“The adaptation and interpretation of Islamic texts by average Muslims, denied by Hirsi Ali, Kelek et al., is an everyday practice across the world, including Europe: Islam’s positions on women’s rights and homosexuality are already vigorously debated in Muslim communities, often invisible to a dominant society still not ready to enter an open dialogue—and to a gay and lesbian community not ready to include Muslim queers. Instead, there is a muted reaction whenever these voices try to enter a mainstream that seems largely preoccupied with Islam’s inherent homophobia. Repeating the model described in the last section with regard to Muslim women, homophobia among Muslims is defined as inevitably produced by their culture/religion, Islam itself representing the threat, which in turn, is present in every Muslim—and every Muslim is held fully responsible for the behavior of the community as a whole. While gay voices such as U.S. journalist Bruce Bawer or politician Pim Fortuyn gain additional credibility when supporting the image of Islam’s inherent intolerance, Muslim queers—like women wearing the hijab—appear as silenced victims, their only salvation the rejection of Islam and their ethnic community and the embrace of a majoritarian gay identity.

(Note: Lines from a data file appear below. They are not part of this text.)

//! Dashboard route handlers.
//!
//! The full page and the HTMX fragment share one loader. Each of the four
//! backend calls degrades on its own: a failed analytics call leaves the
//! counters blank but still shows recent orders.

use askama::Template;
use axum::{Router, extract::State, response::Html, routing::get};
use chrono::{DateTime, Utc, Weekday};
use rust_decimal::Decimal;
use tracing::instrument;

use segunda_mana_core::display::{capitalize, time_ago, weekday};
use segunda_mana_core::session::AdminSession;
use segunda_mana_core::{Analytics, CatalogItem, InventoryItem, Notice, Order, Product};

use crate::client::BackendError;
use crate::error::{AppError, Result};
use crate::filters;
use crate::middleware::{Flash, RequireStaff};
use crate::state::AppState;

use super::render;

/// Rows shown in each recent-activity panel.
const RECENT_LIMIT: usize = 5;

/// Admin user view for templates.
#[derive(Debug, Clone)]
pub struct AdminUserView {
    pub name: String,
    pub email: String,
    /// Capitalized role name ("Superadmin", "Staff").
    pub role: String,
    pub is_super_admin: bool,
}

impl From<&AdminSession> for AdminUserView {
    fn from(admin: &AdminSession) -> Self {
        Self {
            name: admin.user.display_name().to_string(),
            email: admin.user.email.clone(),
            role: capitalize(admin.role.as_str()),
            is_super_admin: admin.role.is_super_admin(),
        }
    }
}

/// One line in a recent-activity panel.
#[derive(Debug, Clone, PartialEq, Eq)]
pub struct ActivityView {
    pub text: String,
    pub time_ago: String,
}

/// Order total for one weekday.
#[derive(Debug, Clone, PartialEq, Eq)]
pub struct DaySales {
    pub day: &'static str,
    pub total: Decimal,
}

/// Everything the live panel shows.
#[derive(Debug, Clone, Default)]
pub struct DashboardData {
    pub analytics: Option<Analytics>,
    pub notifications: Vec<ActivityView>,
    pub updates: Vec<ActivityView>,
    pub sales_by_day: Vec<DaySales>,
}

/// Dashboard page template.
#[derive(Template)]
#[template(path = "dashboard/index.html")]
pub struct DashboardTemplate {
    pub admin_user: AdminUserView,
    pub current_path: &'static str,
    pub flash: Option<Notice>,
    pub data: DashboardData,
}

/// The polled fragment on its own.
#[derive(Template)]
#[template(path = "dashboard/live.html")]
pub struct LiveTemplate {
    pub data: DashboardData,
}

/// Build the dashboard router.
pub fn router() -> Router<AppState> {
    Router::new()
        .route("/dashboard", get(index))
        .route("/dashboard/live", get(live))
}

// =============================================================================
// Pure builders
// =============================================================================

/// "New order from X" for the most recent orders.
#[must_use]
pub fn order_notifications(orders: &[Order], now: DateTime<Utc>) -> Vec<ActivityView> {
    let mut recent: Vec<&Order> = orders.iter().collect();
    recent.sort_by(|a, b| b.created_at.cmp(&a.created_at));
    recent
        .into_iter()
        .take(RECENT_LIMIT)
        .map(|order| ActivityView {
            text: format!("New order from {}", order.buyer_name),
            time_ago: order
                .created_at
                .map(|at| time_ago(at, now))
                .unwrap_or_default(),
        })
        .collect()
}

/// The most recently touched products and inventory items, merged.
#[must_use]
pub fn catalog_updates(
    products: &[Product],
    inventory: &[InventoryItem],
    now: DateTime<Utc>,
) -> Vec<ActivityView> {
    fn entries<'a, I>(
        items: &'a [CatalogItem<I>],
        kind: &'static str,
    ) -> impl Iterator<Item = (Option<DateTime<Utc>>, String)> + 'a {
        items.iter().map(move |item| {
            (
                item.last_touched(),
                format!("{kind} updated: {}", item.display_name()),
            )
        })
    }

    let mut merged: Vec<_> = entries(products, "Product")
        .chain(entries(inventory, "Inventory"))
        .collect();
    merged.sort_by(|a, b| b.0.cmp(&a.0));
    merged
        .into_iter()
        .take(RECENT_LIMIT)
        .map(|(at, text)| ActivityView {
            text,
            time_ago: at.map(|at| time_ago(at, now)).unwrap_or_default(),
        })
        .collect()
}

/// Order totals per weekday, Sunday first.
#[must_use]
pub fn sales_by_weekday(orders: &[Order]) -> Vec<DaySales> {
    const DAYS: [(Weekday, &str); 7] = [
        (Weekday::Sun, "Sunday"),
        (Weekday::Mon, "Monday"),
        (Weekday::Tue, "Tuesday"),
        (Weekday::Wed, "Wednesday"),
        (Weekday::Thu, "Thursday"),
        (Weekday::Fri, "Friday"),
        (Weekday::Sat, "Saturday"),
    ];

    DAYS.iter()
        .map(|&(wd, day)| DaySales {
            day,
            total: orders
                .iter()
                .filter(|o| o.created_at.is_some_and(|at| weekday(at) == wd))
                .map(Order::total)
                .sum(),
        })
        .collect()
}

// =============================================================================
// Handlers
// =============================================================================

/// Log a failed panel and keep going, unless the login itself is gone.
fn degrade<T: Default>(
    result: std::result::Result<T, BackendError>,
    what: &str,
) -> Result<T> {
    match result {
        Ok(value) => Ok(value),
        Err(e) if e.is_unauthorized() => Err(AppError::from(e)),
        Err(e) => {
            tracing::error!("Failed to fetch {what}: {e}");
            Ok(T::default())
        }
    }
}

async fn load(state: &AppState, admin: &AdminSession) -> Result<DashboardData> {
    let api = state.client().authed(&admin.token);
    let (analytics, orders, products, inventory) = tokio::join!(
        api.analytics(),
        api.orders(),
        api.products(),
        api.inventory()
    );

    let analytics = degrade(analytics.map(Some), "analytics")?;
    let orders = degrade(orders, "orders")?;
    let products = degrade(products, "products")?;
    let inventory = degrade(inventory, "inventory")?;

    let now = Utc::now();
    Ok(DashboardData {
        analytics,
        notifications: order_notifications(&orders, now),
        updates: catalog_updates(&products, &inventory, now),
        sales_by_day: sales_by_weekday(&orders),
    })
}

/// Dashboard page handler.
#[instrument(skip_all)]
pub async fn index(
    RequireStaff(admin): RequireStaff,
    State(state): State<AppState>,
    Flash(flash): Flash,
) -> Result<Html<String>> {
    let data = load(&state, &admin).await?;
    Ok(render(&DashboardTemplate {
        admin_user: AdminUserView::from(&admin),
        current_path: "/dashboard",
        flash,
        data,
    }))
}

/// HTMX fragment refreshed every 30 seconds.
#[instrument(skip_all)]
pub async fn live(
    RequireStaff(admin): RequireStaff,
    State(state): State<AppState>,
) -> Result<Html<String>> {
    let data = load(&state, &admin).await?;
    Ok(render(&LiveTemplate { data }))
}

#[cfg(test)]
#[allow(clippy::unwrap_used)]
mod tests {
    use chrono::{Duration, TimeZone};
    use serde_json::json;

    use super::*;

    fn now() -> DateTime<Utc> {
        Utc.with_ymd_and_hms(2024, 6, 5, 4, 0, 0).unwrap()
    }

    fn order(buyer: &str, minutes_ago: i64, total: i64) -> Order {
        let created = now() - Duration::minutes(minutes_ago);
        serde_json::from_value(json!({
            "_id": buyer, "buyerName": buyer, "status": "pending",
            "paymentStatus": "pending", "subtotal": total,
            "createdAt": created.to_rfc3339(),
        }))
        .unwrap()
    }

    #[test]
    fn test_notifications_are_newest_first_and_capped() {
        let orders: Vec<Order> = (0..7)
            .map(|i| order(&format!("Buyer {i}"), i * 10, 100))
            .collect();
        let notes = order_notifications(&orders, now());
        assert_eq!(notes.len(), 5);
        assert_eq!(notes[0].text, "New order from Buyer 0");
        assert_eq!(notes[0].time_ago, "Just now");
        assert_eq!(notes[1].time_ago, "10 minutes ago");
    }

    #[test]
    fn test_catalog_updates_merge_both_collections() {
        let product: Product = serde_json::from_value(json!({
            "_id": "p1", "itemName": "Denim Jacket",
            "updatedAt": (now() - Duration::hours(2)).to_rfc3339(),
        }))
        .unwrap();
        let item: InventoryItem = serde_json::from_value(json!({
            "_id": "i1", "itemName": "Rice Cooker",
            "updatedAt": (now() - Duration::minutes(5)).to_rfc3339(),
        }))
        .unwrap();

        let updates = catalog_updates(&[product], &[item], now());
        assert_eq!(updates[0].text, "Inventory updated: Rice Cooker");
        assert_eq!(updates[1].text, "Product updated: Denim Jacket");
        assert_eq!(updates[1].time_ago, "2 hours ago");
    }

    #[test]
    fn test_sales_by_weekday_sums_totals() {
        // 2024-06-05 04:00 UTC is Wednesday noon in Manila.
        let orders = vec![order("A", 0, 150), order("B", 30, 50)];
        let sales = sales_by_weekday(&orders);
        assert_eq!(sales.len(), 7);
        assert_eq!(sales[0].day, "Sunday");
        assert_eq!(sales[3].day, "Wednesday");
        assert_eq!(sales[3].total, Decimal::from(200));
        assert!(sales[4].total.is_zero());
    }

    #[test]
    fn test_admin_user_view_capitalizes_role() {
        let admin = AdminSession {
            token: segunda_mana_core::session::AuthToken::new("t"),
            role: segunda_mana_core::Role::Staff,
            user: segunda_mana_core::AdminProfile {
                email: "ana@example.org".to_string(),
                ..Default::default()
            },
        };
        let view = AdminUserView::from(&admin);
        assert_eq!(view.role, "Staff");
        assert!(!view.is_super_admin);
    }
}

“Within this binary discursive formation, the Western LGBT community has the role of civilizer, while queer Muslims have nothing to offer, as they, like all Muslims, are products of a culture that is fundamentally inferior to the secular West. This dichotomy puts all nonwhite, non-Western queers in a similar predicament: communities of color appear as by default homophobic and heterosexual, the queer community as by default white, reflecting a global discourse of progress and human rights in which the white West invariably takes the lead, maybe not always progressively enough, but certainly always more so than anyone else. The trope can be reinforced quickly because it references well-known clichés perceived as truth, since they align with the overarching binary discourse affirming Europe’s status as the center of progress and humanism. A successful challenge to this mechanism therefore requires a simultaneous engagement with all of these discursive tropes and their anchoring in European conceptions of public space and time used to subordinate the rest of the world and people of color.”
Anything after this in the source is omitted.